◆ Work task
A precise repetition of every line below is the required answer.

(Extracted records)
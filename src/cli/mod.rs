pub mod commands;
pub mod config;

use anyhow::{Context, Result};
use clap::{Parser, Subcommand};
use std::path::PathBuf;
use tokio::runtime::{Builder, Runtime};
use tracing::info;

use crate::protocol::TaskType;

#[derive(Parser)]
#[command(author, version, about, long_about = None)]
pub struct Cli {
    /// Configuration file (defaults to the per-user config directory)
    #[arg(short, long, global = true)]
    pub config: Option<PathBuf>,

    /// Enable debug logging
    #[arg(short, long, global = true)]
    pub verbose: bool,

    /// Also write logs to this file
    #[arg(long, global = true)]
    pub log_file: Option<PathBuf>,

    #[command(subcommand)]
    command: Commands,
}

#[derive(Subcommand)]
enum Commands {
    /// Run the HTTP gateway
    Gateway {
        /// Address to listen on (overrides gateway.bind)
        #[arg(short, long)]
        bind: Option<String>,
    },

    /// Run the task dispatcher
    Dispatcher {
        /// Address to listen on (overrides dispatcher.bind)
        #[arg(short, long)]
        bind: Option<String>,

        /// Number of pool slots (overrides dispatcher.pool_size)
        #[arg(short, long)]
        workers: Option<usize>,
    },

    /// Serve dispatcher jobs over stdin/stdout
    #[command(hide = true)]
    Worker,

    /// Send one task to a dispatcher and print the reply
    Submit {
        /// Task type: screenshot, performance, images, technologies, seo or all
        #[arg(required = true)]
        task: TaskType,

        /// Page URL
        #[arg(required = true)]
        url: String,

        /// Dispatcher address (overrides gateway.processing_addr)
        #[arg(short, long)]
        addr: Option<String>,

        /// Fetch the page first and send its HTML and headers along
        #[arg(long)]
        fetch: bool,
    },

    /// Show the effective configuration
    Config {
        /// Write the default configuration file
        #[arg(long)]
        init: bool,
    },
}

/// Parse command line arguments
pub fn parse_args() -> Cli {
    Cli::parse()
}

impl Cli {
    /// Runtime for the selected command: the dispatcher spreads connection
    /// handlers over every core, everything else is I/O bound on one thread
    pub fn runtime(&self) -> Result<Runtime> {
        let mut builder = match self.command {
            Commands::Dispatcher { .. } => Builder::new_multi_thread(),
            _ => Builder::new_current_thread(),
        };

        builder.enable_all().build().context("Failed to build async runtime")
    }
}

/// Process the command
pub async fn process_command(cli: Cli) -> Result<()> {
    let config_path = cli.config;

    match cli.command {
        Commands::Gateway { bind } => {
            info!("Starting gateway");
            commands::run_gateway(config_path, bind).await
        }
        Commands::Dispatcher { bind, workers } => {
            info!("Starting dispatcher");
            commands::run_dispatcher(config_path, bind, workers).await
        }
        Commands::Worker => commands::run_worker(config_path).await,
        Commands::Submit { task, url, addr, fetch } => {
            info!("Submitting {} task for {}", task, url);
            commands::submit(config_path, task, url, addr, fetch).await
        }
        Commands::Config { init } => {
            if init {
                info!("Writing default configuration");
                commands::init_config(config_path).await
            } else {
                commands::show_config(config_path).await
            }
        }
    }
}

◆ Exercise result
filename src/cli/mod.rs
pub mod commands;
pub mod config;

use anyhow::{Context, Result};
use clap::{Parser, Subcommand};
use std::path::PathBuf;
use tokio::runtime::{Builder, Runtime};
use tracing::info;

use crate::protocol::TaskType;

#[derive(Parser)]
#[command(author, version, about, long_about = None)]
pub struct Cli {
    /// Configuration file (defaults to the per-user config directory)
    #[arg(short, long, global = true)]
    pub config: Option<PathBuf>,

    /// Enable debug logging
    #[arg(short, long, global = true)]
    pub verbose: bool,

    /// Also write logs to this file
    #[arg(long, global = true)]
    pub log_file: Option<PathBuf>,

    #[command(subcommand)]
    command: Commands,
}

#[derive(Subcommand)]
enum Commands {
    /// Run the HTTP gateway
    Gateway {
        /// Address to listen on (overrides gateway.bind)
        #[arg(short, long)]
        bind: Option<String>,
    },

    /// Run the task dispatcher
    Dispatcher {
        /// Address to listen on (overrides dispatcher.bind)
        #[arg(short, long)]
        bind: Option<String>,

        /// Number of pool slots (overrides dispatcher.pool_size)
        #[arg(short, long)]
        workers: Option<usize>,
    },

    /// Serve dispatcher jobs over stdin/stdout
    #[command(hide = true)]
    Worker,

    /// Send one task to a dispatcher and print the reply
    Submit {
        /// Task type: screenshot, performance, images, technologies, seo or all
        #[arg(required = true)]
        task: TaskType,

        /// Page URL
        #[arg(required = true)]
        url: String,

        /// Dispatcher address (overrides gateway.processing_addr)
        #[arg(short, long)]
        addr: Option<String>,

        /// Fetch the page first and send its HTML and headers along
        #[arg(long)]
        fetch: bool,
    },

    /// Show the effective configuration
    Config {
        /// Write the default configuration file
        #[arg(long)]
        init: bool,
    },
}

/// Parse command line arguments
pub fn parse_args() -> Cli {
    Cli::parse()
}

impl Cli {
    /// Runtime for the selected command: the dispatcher spreads connection
    /// handlers over every core, everything else is I/O bound on one thread
    pub fn runtime(&self) -> Result<Runtime> {
        let mut builder = match self.command {
            Commands::Dispatcher { .. } => Builder::new_multi_thread(),
            _ => Builder::new_current_thread(),
        };

        builder.enable_all().build().context("Failed to build async runtime")
    }
}

/// Process the command
pub async fn process_command(cli: Cli) -> Result<()> {
    let config_path = cli.config;

    match cli.command {
        Commands::Gateway { bind } => {
            info!("Starting gateway");
            commands::run_gateway(config_path, bind).await
        }
        Commands::Dispatcher { bind, workers } => {
            info!("Starting dispatcher");
            commands::run_dispatcher(config_path, bind, workers).await
        }
        Commands::Worker => commands::run_worker(config_path).await,
        Commands::Submit { task, url, addr, fetch } => {
            info!("Submitting {} task for {}", task, url);
            commands::submit(config_path, task, url, addr, fetch).await
        }
        Commands::Config { init } => {
            if init {
                info!("Writing default configuration");
                commands::init_config(config_path).await
            } else {
                commands::show_config(config_path).await
            }
        }
    }
}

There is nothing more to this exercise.